This is very, very strong. It’s the first piece I’ve seen in this whole Greenland–tariff–Nobel fiasco that actually diagnoses the dynamic rather than vibing at it. It’s sober, grown-up, strategically literate, and bleak in exactly the way the situation warrants.
What makes this moment so unnerving is that every instinct we developed in the post-Cold War period tells us that order is maintained through incentives, diplomacy and mutual benefit. That model collapses when one of the poles of the system operates on humiliation, extraction and punishment. The UK’s strategy wasn’t cowardice — it was built for a world that no longer exists. Appeasement is only a strategy when the other side can be appeased. When the demand is the domination itself, there’s no “headroom” to buy peace, because peace was never on the menu.

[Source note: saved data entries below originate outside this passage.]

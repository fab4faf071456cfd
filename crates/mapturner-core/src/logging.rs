//! Logging init: file under XDG state dir mirrored to stderr, or stderr only.

use anyhow::Result;
use std::fs;
use std::io;
use std::path::PathBuf;
use tracing_subscriber::filter::LevelFilter;
use tracing_subscriber::fmt::writer::BoxMakeWriter;
use tracing_subscriber::fmt::MakeWriter;
use tracing_subscriber::prelude::*;
use tracing_subscriber::EnvFilter;

const DEFAULT_FILTER: &str = "info,mapturner=debug,mapturner_core=debug";

/// Writer that is either a file or stderr (used when file clone fails).
enum FileOrStderr {
    File(std::fs::File),
    Stderr,
}

impl io::Write for FileOrStderr {
    fn write(&mut self, buf: &[u8]) -> io::Result<usize> {
        match self {
            FileOrStderr::File(f) => f.write(buf),
            FileOrStderr::Stderr => io::stderr().lock().write(buf),
        }
    }

    fn flush(&mut self) -> io::Result<()> {
        match self {
            FileOrStderr::File(f) => f.flush(),
            FileOrStderr::Stderr => io::stderr().lock().flush(),
        }
    }
}

struct FileMakeWriter(std::fs::File);

impl<'a> MakeWriter<'a> for FileMakeWriter {
    type Writer = FileOrStderr;

    fn make_writer(&'a self) -> Self::Writer {
        self.0
            .try_clone()
            .map(FileOrStderr::File)
            .unwrap_or(FileOrStderr::Stderr)
    }
}

fn env_filter() -> EnvFilter {
    EnvFilter::try_from_default_env().unwrap_or_else(|_| EnvFilter::new(DEFAULT_FILTER))
}

/// Initialize logging to `~/.local/state/mapturner/mapturner.log`, with
/// `info` and above also printed to stderr.
/// On failure (e.g. log dir unwritable), returns Err so the caller can fall back to stderr.
pub fn init_logging() -> Result<PathBuf> {
    let xdg_dirs = xdg::BaseDirectories::with_prefix("mapturner")?;
    let log_dir = xdg_dirs.get_state_home().join("mapturner");

    fs::create_dir_all(&log_dir)?;
    let log_file_path: PathBuf = log_dir.join("mapturner.log");

    let file = fs::OpenOptions::new()
        .create(true)
        .append(true)
        .open(&log_file_path)?;

    let writer: BoxMakeWriter = BoxMakeWriter::new(FileMakeWriter(file));

    let file_layer = tracing_subscriber::fmt::layer()
        .with_writer(writer)
        .with_ansi(false)
        .with_filter(env_filter());
    let stderr_layer = tracing_subscriber::fmt::layer()
        .with_writer(io::stderr)
        .with_target(false)
        .without_time()
        .with_filter(LevelFilter::INFO);

    tracing_subscriber::registry()
        .with(file_layer)
        .with(stderr_layer)
        .try_init()?;

    tracing::debug!("mapturner logging initialized at {}", log_file_path.display());

    Ok(log_file_path)
}

/// Initialize logging to stderr only (no file). Use when init_logging() fails so the CLI doesn't crash.
pub fn init_logging_stderr() {
    let _ = tracing_subscriber::fmt()
        .with_env_filter(env_filter())
        .with_writer(io::stderr)
        .with_ansi(false)
        .try_init();
}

So where does that leave us? Not in a debate about tone, or diplomatic craft, or where Starmer sits on the calcium-to-spine spectrum, but in a much harder transition: how to behave as a medium power in a world where the hegemon has become a coercer, not a guarantor. Europe has some tools. The UK fewer. None of them are pleasant, quick or cheap. Collectivisation of leverage is one, but requires political will we’ve spent years burning for domestic pantomime. Decoupling is another, but decoupling from Washington is a geopolitical quadruple bypass — no one survives that unaided.
Which brings us to the part nobody wants to say out loud: there is no clever workaround. No angle. No magic technocratic marinade you can rub into the situation to make it tender and cooperative. Trump’s America is not a partner you negotiate with, it is a storm you endure, and you build enough internal scaffolding that the building is still standing when it passes. That’s the “strategy,” such as it is. Not winning — surviving.
And that’s why the doormat metaphor ultimately fails. Doormats choose to lie flat. Britain isn’t choosing. It’s being stood on.
I understand Starmer’s rational but recent events crowned by that letter to the Norwegian Prime Minister show once and for all there is no point in negotiating with Trump. The UK must quickly align with Europe in general and the EU in particular to protect ourselves from the insane actions of the Tangerine Turd in the White House.
Utterly terrifying. We have a PM that is out of his comfort zone, isn’t really sure what he believes, and responds to pressure from people with power and money.
I know, he is between a rock and a hard place, but he needs to stand firm with our natural friends Europe and not criticise ( even obliquely ) Macron, Zack or Ed Davey - who are clearly speaking the truth.
To be honest I think he's between a rock and a hard place. He has to think of the country and cannot afford to tell tangerine turd to go forth and multiply, which I think he probably wants to do. I don't think we should give in to blackmail, which effectively is what tangerine is doing. I think together with Europe, we all need to stand firm and see how things pan out.
Given the state of Trump's health the best bet for America and the rest of the world to survive him is for the old bugger to pop his clogs in the next few months. (My money is on Easter)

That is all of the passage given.